In patients with primary biliary cirrhosis, in rare cases, at the beginning of treatment, clinical symptoms may increase, for example, itching may increase. In this case, the dose of the drug must be reduced and then gradually increased again, as described in the “Method of administration and dosage” section.

When used in patients with primary sclerosing cholangitis

Long-term therapy with high doses of ursodeoxycholic acid (28-30 mg/kg/day) in patients with this pathology can cause serious side effects.
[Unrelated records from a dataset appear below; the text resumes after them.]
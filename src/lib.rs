pub mod config;
pub mod desktop;
pub mod errors;
pub mod mime;
pub mod presentation;
pub mod security;
pub mod uploader;

pub use errors::{AppError, AppResult};
pub use uploader::{ErrorKind, UploadOutcome, UploadPipeline, UploadRequest};
use std::path::PathBuf;
use tokio::sync::oneshot;
use tokio::task::JoinHandle;

use crate::security::InputValidator;

use super::codimd_client::{ClientError, CodimdClient};
use super::outcome::{ErrorKind, UploadOutcome};
use super::spool::{spool_source, ImageSource};

/// One share event: where the bytes come from and where they go.
pub struct UploadRequest {
    source: Box<dyn ImageSource>,
    mime_type: String,
    base_url: Option<String>,
}

impl UploadRequest {
    pub fn new(
        source: impl ImageSource + 'static,
        mime_type: impl Into<String>,
        base_url: Option<String>,
    ) -> Self {
        Self {
            source: Box::new(source),
            mime_type: mime_type.into(),
            base_url,
        }
    }
}

impl std::fmt::Debug for UploadRequest {
    fn fmt(&self, f: &mut std::fmt::Formatter<'_>) -> std::fmt::Result {
        f.debug_struct("UploadRequest")
            .field("source", &self.source.describe())
            .field("mime_type", &self.mime_type)
            .field("base_url", &self.base_url)
            .finish()
    }
}

/// Stateless upload pipeline; clones share the HTTP connection pool.
#[derive(Debug, Clone)]
pub struct UploadPipeline {
    client: CodimdClient,
    spool_dir: PathBuf,
}

impl UploadPipeline {
    pub fn new(spool_dir: impl Into<PathBuf>) -> Self {
        Self::with_client(CodimdClient::new(), spool_dir)
    }

    pub fn with_client(client: CodimdClient, spool_dir: impl Into<PathBuf>) -> Self {
        Self {
            client,
            spool_dir: spool_dir.into(),
        }
    }

    pub async fn execute(&self, request: UploadRequest) -> UploadOutcome {
        let outcome = self.run(&request).await;

        match &outcome {
            UploadOutcome::Success { link, .. } => {
                log::info!("Uploaded {} to {}", request.source.describe(), link)
            }
            UploadOutcome::Failure {
                kind,
                underlying_error,
                http_status,
                ..
            } => log::error!(
                "Upload of {} failed: {} (status: {:?}, detail: {})",
                request.source.describe(),
                kind,
                http_status,
                underlying_error.as_deref().unwrap_or("none")
            ),
        }

        outcome
    }

    async fn run(&self, request: &UploadRequest) -> UploadOutcome {
        let base_url = match request.base_url.as_deref().map(str::trim) {
            Some(url) if !url.is_empty() => url.trim_end_matches('/'),
            _ => {
                log::error!("Base URL not set");
                return UploadOutcome::failure(ErrorKind::BaseUrlUndefined);
            }
        };

        if let Err(e) = InputValidator::validate_base_url(base_url) {
            return UploadOutcome::failure(ErrorKind::BaseUrlUndefined).with_error(e);
        }
        log::debug!("Base URL: {}", base_url);

        let spooled =
            match spool_source(request.source.as_ref(), &request.mime_type, &self.spool_dir).await
            {
                Ok(spooled) => spooled,
                Err(e) => {
                    return UploadOutcome::failure(ErrorKind::FileNotFound).with_error(e);
                }
            };

        match self
            .client
            .upload_image(base_url, &spooled, &request.mime_type)
            .await
        {
            Ok(response) => UploadOutcome::Success {
                link: response.link,
                spooled_file: spooled,
            },
            Err(ClientError::BadStatus { status }) => {
                UploadOutcome::failure(ErrorKind::BadStatusCode)
                    .with_status(status)
                    .with_spool(spooled)
            }
            Err(ClientError::Malformed { status, reason }) => {
                UploadOutcome::failure(ErrorKind::MalformedResponse)
                    .with_status(status)
                    .with_error(reason)
                    .with_spool(spooled)
            }
            Err(e @ (ClientError::Transport(_) | ClientError::Spool(_))) => {
                UploadOutcome::failure(ErrorKind::TransportError)
                    .with_error(e)
                    .with_spool(spooled)
            }
        }
    }

    /// Run the request on its own task; the receiver yields exactly one outcome.
    pub fn spawn(&self, request: UploadRequest) -> oneshot::Receiver<UploadOutcome> {
        let (tx, rx) = oneshot::channel();
        self.spawn_with(request, move |outcome| {
            if tx.send(outcome).is_err() {
                log::warn!("Upload finished but nobody is waiting for the outcome");
            }
        });
        rx
    }

    /// Run the request on its own task and hand the outcome to `sink`.
    pub fn spawn_with<F>(&self, request: UploadRequest, sink: F) -> JoinHandle<()>
    where
        F: FnOnce(UploadOutcome) + Send + 'static,
    {
        let pipeline = self.clone();
        tokio::spawn(async move {
            let outcome = pipeline.execute(request).await;
            sink(outcome);
        })
    }
}
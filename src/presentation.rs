use std::path::PathBuf;

use crate::config::Config;
use crate::errors::AppResult;
use crate::uploader::{ErrorKind, UploadOutcome};

/// Somewhere a link can be copied to.
pub trait Clipboard {
    fn set_text(&mut self, text: &str) -> AppResult<()>;
}

/// Something that can show a notification to the user.
pub trait Notifier {
    fn notify(&mut self, notification: &Notification) -> AppResult<()>;
}

#[derive(Debug, Clone, PartialEq, Eq)]
pub enum NotificationAction {
    CopyLink(String),
    OpenLink(String),
    OpenSettings,
}

#[derive(Debug, Clone, PartialEq, Eq)]
pub struct Notification {
    pub title: String,
    pub body: String,
    pub icon: Option<PathBuf>,
    pub actions: Vec<NotificationAction>,
}

#[derive(Debug, Clone, Copy, PartialEq, Eq)]
pub struct PresentationFlags {
    pub copy_to_clipboard: bool,
    pub show_notification: bool,
}

impl From<&Config> for PresentationFlags {
    fn from(config: &Config) -> Self {
        Self {
            copy_to_clipboard: config.copy_to_clipboard,
            show_notification: config.show_notification,
        }
    }
}

/// What the presenter ended up doing with an outcome.
#[derive(Debug, Clone, PartialEq, Eq)]
pub struct PresentationReport {
    pub message: String,
    pub copied: bool,
    pub notified: bool,
}

/// User facing text for a failed upload.
pub fn failure_message(kind: ErrorKind, http_status: Option<u16>) -> String {
    match kind {
        ErrorKind::BaseUrlUndefined => {
            "Base URL not configured. Run `codimd-share config set-base-url <URL>`.".to_string()
        }
        ErrorKind::FileNotFound => "The shared image could not be read.".to_string(),
        ErrorKind::TransportError => "Could not reach the CodiMD server.".to_string(),
        ErrorKind::BadStatusCode => match http_status {
            Some(status) => format!("Upload failed: server returned status {}.", status),
            None => "Upload failed: server returned an error status.".to_string(),
        },
        ErrorKind::MalformedResponse => {
            "Upload failed: the server sent an unexpected response.".to_string()
        }
    }
}

pub struct Presenter<C, N> {
    clipboard: C,
    notifier: N,
    flags: PresentationFlags,
}

impl<C: Clipboard, N: Notifier> Presenter<C, N> {
    pub fn new(clipboard: C, notifier: N, flags: PresentationFlags) -> Self {
        Self {
            clipboard,
            notifier,
            flags,
        }
    }

    pub fn clipboard(&self) -> &C {
        &self.clipboard
    }

    pub fn notifier(&self) -> &N {
        &self.notifier
    }

    /// Clipboard and notification failures are logged, never fatal.
    pub fn present(&mut self, outcome: &UploadOutcome) -> PresentationReport {
        match outcome {
            UploadOutcome::Success { link, spooled_file } => {
                let copied = self.flags.copy_to_clipboard && self.copy(link);

                let notification = Notification {
                    title: "Image uploaded".to_string(),
                    body: link.clone(),
                    icon: Some(spooled_file.path().to_path_buf()),
                    actions: vec![
                        NotificationAction::CopyLink(link.clone()),
                        NotificationAction::OpenLink(link.clone()),
                    ],
                };
                let notified = self.flags.show_notification && self.show(&notification);

                let message = if copied {
                    "Link copied to clipboard".to_string()
                } else {
                    link.clone()
                };

                PresentationReport {
                    message,
                    copied,
                    notified,
                }
            }
            UploadOutcome::Failure {
                kind,
                spooled_file,
                http_status,
                ..
            } => {
                let message = failure_message(*kind, *http_status);

                let mut actions = Vec::new();
                if *kind == ErrorKind::BaseUrlUndefined {
                    actions.push(NotificationAction::OpenSettings);
                }
                let notification = Notification {
                    title: "Image upload failed".to_string(),
                    body: message.clone(),
                    icon: spooled_file.as_ref().map(|s| s.path().to_path_buf()),
                    actions,
                };
                let notified = self.flags.show_notification && self.show(&notification);

                PresentationReport {
                    message,
                    copied: false,
                    notified,
                }
            }
        }
    }

    /// Handle an action picked from a notification.
    pub fn copy_link_action(&mut self, action: &NotificationAction) -> bool {
        match action {
            NotificationAction::CopyLink(link) => self.copy(link),
            _ => false,
        }
    }

    fn copy(&mut self, link: &str) -> bool {
        match self.clipboard.set_text(link) {
            Ok(()) => true,
            Err(e) => {
                log::warn!("Failed to copy link to clipboard (non-critical): {}", e);
                false
            }
        }
    }

    fn show(&mut self, notification: &Notification) -> bool {
        match self.notifier.notify(notification) {
            Ok(()) => true,
            Err(e) => {
                log::warn!("Failed to show notification (non-critical): {}", e);
                false
            }
        }
    }
}

#[cfg(test)]
mod tests {
    use super::*;
    use crate::errors::AppError;

    #[derive(Default)]
    struct RecordingClipboard {
        contents: Vec<String>,
        fail: bool,
    }

    impl Clipboard for RecordingClipboard {
        fn set_text(&mut self, text: &str) -> AppResult<()> {
            if self.fail {
                return Err(AppError::Clipboard("no display".to_string()));
            }
            self.contents.push(text.to_string());
            Ok(())
        }
    }

    #[derive(Default)]
    struct RecordingNotifier {
        shown: Vec<Notification>,
    }

    impl Notifier for RecordingNotifier {
        fn notify(&mut self, notification: &Notification) -> AppResult<()> {
            self.shown.push(notification.clone());
            Ok(())
        }
    }

    fn presenter(
        copy_to_clipboard: bool,
        show_notification: bool,
    ) -> Presenter<RecordingClipboard, RecordingNotifier> {
        Presenter::new(
            RecordingClipboard::default(),
            RecordingNotifier::default(),
            PresentationFlags {
                copy_to_clipboard,
                show_notification,
            },
        )
    }

    #[test]
    fn test_failure_copies_nothing() {
        let mut presenter = presenter(true, true);
        let outcome = UploadOutcome::failure(ErrorKind::BaseUrlUndefined);

        let report = presenter.present(&outcome);
        assert!(!report.copied);
        assert!(report.notified);
        assert!(report.message.contains("Base URL not configured"));
        assert!(presenter.clipboard().contents.is_empty());
        assert_eq!(
            presenter.notifier().shown[0].actions,
            vec![NotificationAction::OpenSettings]
        );
    }

    #[test]
    fn test_failure_without_notification_flag() {
        let mut presenter = presenter(true, false);
        let outcome = UploadOutcome::failure(ErrorKind::BadStatusCode).with_status(500);

        let report = presenter.present(&outcome);
        assert_eq!(report.message, "Upload failed: server returned status 500.");
        assert!(!report.notified);
        assert!(presenter.notifier().shown.is_empty());
    }

    #[test]
    fn test_every_kind_has_a_message() {
        for kind in [
            ErrorKind::BaseUrlUndefined,
            ErrorKind::FileNotFound,
            ErrorKind::TransportError,
            ErrorKind::BadStatusCode,
            ErrorKind::MalformedResponse,
        ] {
            assert!(!failure_message(kind, None).is_empty());
        }
    }

    #[test]
    fn test_copy_link_action() {
        let mut presenter = presenter(false, false);
        assert!(presenter.copy_link_action(&NotificationAction::CopyLink("https://x/y.png".into())));
        assert!(!presenter.copy_link_action(&NotificationAction::OpenSettings));
        assert_eq!(presenter.clipboard().contents, vec!["https://x/y.png"]);
    }

    #[test]
    fn test_clipboard_failure_is_not_fatal() {
        let mut presenter = Presenter::new(
            RecordingClipboard {
                fail: true,
                ..Default::default()
            },
            RecordingNotifier::default(),
            PresentationFlags {
                copy_to_clipboard: true,
                show_notification: false,
            },
        );
        assert!(!presenter.copy_link_action(&NotificationAction::CopyLink("l".into())));
    }
}
// Upload pipeline for CodiMD-compatible servers
//
// Spools the shared image to a local file, posts it as multipart form data
// and maps every exit path onto exactly one UploadOutcome.

pub mod codimd_client;
pub mod outcome;
pub mod pipeline;
pub mod spool;

pub use codimd_client::CodimdClient;
pub use outcome::{ErrorKind, UploadOutcome};
pub use pipeline::{UploadPipeline, UploadRequest};
pub use spool::{BytesSource, FileSource, ImageSource, SpooledFile, StdinSource};
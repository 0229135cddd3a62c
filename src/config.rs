use serde::{Deserialize, Serialize};
use std::fs;
use std::path::{Path, PathBuf};
use std::time::{Duration, SystemTime};

use crate::errors::{AppError, AppResult};
use crate::security::InputValidator;

#[derive(Debug, Clone, PartialEq, Eq, Serialize, Deserialize)]
#[serde(default)]
pub struct Config {
    pub base_url: Option<String>,
    pub copy_to_clipboard: bool,
    pub show_notification: bool,
    pub log_level: String,
}

impl Default for Config {
    fn default() -> Self {
        Self {
            base_url: None,
            copy_to_clipboard: true,
            show_notification: true,
            log_level: "info".to_string(),
        }
    }
}

impl Config {
    /// Store a normalized base URL. An empty value clears the setting.
    pub fn set_base_url(&mut self, url: &str) -> AppResult<()> {
        let normalized = InputValidator::normalize_base_url(url);
        if normalized.is_empty() {
            self.base_url = None;
            return Ok(());
        }

        InputValidator::validate_base_url(&normalized)?;
        self.base_url = Some(normalized);
        Ok(())
    }

    pub fn log_level_filter(&self) -> log::LevelFilter {
        self.log_level.parse().unwrap_or(log::LevelFilter::Info)
    }
}

pub fn get_config_path() -> AppResult<PathBuf> {
    let config_dir = dirs::config_dir()
        .ok_or_else(|| AppError::Config("Could not find config directory".to_string()))?
        .join("CodiMD Share");

    fs::create_dir_all(&config_dir)?;
    Ok(config_dir.join("config.json"))
}

pub fn load_config() -> AppResult<Config> {
    load_config_from(&get_config_path()?)
}

pub fn load_config_from(config_path: &Path) -> AppResult<Config> {
    if config_path.exists() {
        let config_str = fs::read_to_string(config_path)?;
        let mut config: Config = serde_json::from_str(&config_str).unwrap_or_else(|e| {
            log::warn!("Failed to parse config file: {}. Using defaults.", e);
            Config::default()
        });

        // Hand-edited files may hold a bare host
        config.base_url = config
            .base_url
            .as_deref()
            .map(InputValidator::normalize_base_url)
            .filter(|url| !url.is_empty());

        validate_config(&config)?;

        Ok(config)
    } else {
        let default_config = Config::default();
        save_config_to(config_path, &default_config)?;
        Ok(default_config)
    }
}

pub fn save_config(config: &Config) -> AppResult<()> {
    save_config_to(&get_config_path()?, config)
}

pub fn save_config_to(config_path: &Path, config: &Config) -> AppResult<()> {
    validate_config(config)?;

    if let Some(parent) = config_path.parent() {
        fs::create_dir_all(parent)?;
    }

    // Create backup of existing config
    if config_path.exists() {
        let backup_path = config_path.with_extension("json.bak");
        if let Err(e) = fs::copy(config_path, &backup_path) {
            log::warn!("Failed to create config backup: {}", e);
        }
    }

    let config_str = serde_json::to_string_pretty(config)?;
    fs::write(config_path, config_str)?;

    log::info!("Configuration saved to {}", config_path.display());
    Ok(())
}

pub fn reset_config_at(config_path: &Path) -> AppResult<Config> {
    if config_path.exists() {
        let backup_path = config_path.with_extension("json.reset_backup");
        fs::copy(config_path, &backup_path)?;
        log::info!("Existing config backed up to {}", backup_path.display());
    }

    let default_config = Config::default();
    save_config_to(config_path, &default_config)?;

    log::info!("Configuration reset to defaults");
    Ok(default_config)
}

pub fn validate_config(config: &Config) -> AppResult<()> {
    if let Some(base_url) = &config.base_url {
        InputValidator::validate_base_url(base_url)?;
    }

    let valid_log_levels = ["off", "error", "warn", "info", "debug", "trace"];
    if !valid_log_levels.contains(&config.log_level.as_str()) {
        return Err(AppError::validation("log_level", "Must be a valid log level"));
    }

    Ok(())
}

/// Directory holding spooled uploads.
pub fn get_temp_directory() -> AppResult<PathBuf> {
    let temp_dir = std::env::temp_dir().join("codimd_share");
    fs::create_dir_all(&temp_dir)?;
    Ok(temp_dir)
}

/// Spool files are removed when their outcome is dropped, but a crash can
/// leave some behind; sweep anything older than `max_age`.
pub fn cleanup_stale_spool_files(directory: &Path, max_age: Duration) -> AppResult<usize> {
    if !directory.exists() {
        return Ok(0);
    }

    let cutoff_time = SystemTime::now()
        .checked_sub(max_age)
        .unwrap_or(SystemTime::UNIX_EPOCH);
    let mut removed = 0;

    for entry in fs::read_dir(directory)? {
        let entry = entry?;
        let path = entry.path();

        if !path.is_file() {
            continue;
        }

        let modified = match entry.metadata().and_then(|m| m.modified()) {
            Ok(modified) => modified,
            Err(_) => continue,
        };

        if modified <= cutoff_time {
            if let Err(e) = fs::remove_file(&path) {
                log::warn!("Failed to remove stale spool file {}: {}", path.display(), e);
            } else {
                log::debug!("Removed stale spool file: {}", path.display());
                removed += 1;
            }
        }
    }

    Ok(removed)
}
In patients with diarrhea, the dosage of ursodeoxycholic acid should be reduced. If diarrhea persists, treatment should be discontinued.

Effect on the ability to drive vehicles and machinery Ursodeoxycholic acid does not affect the ability to drive vehicles and machinery, or the effect is minimal.

Active ingredient

Ursodeoxycholic acid

Composition

For one capsule:

Active ingredient: ursodeoxycholic acid – 250.0 mg.

Excipients: corn starch, colloidal silicon dioxide (aerosil), magnesium stearate.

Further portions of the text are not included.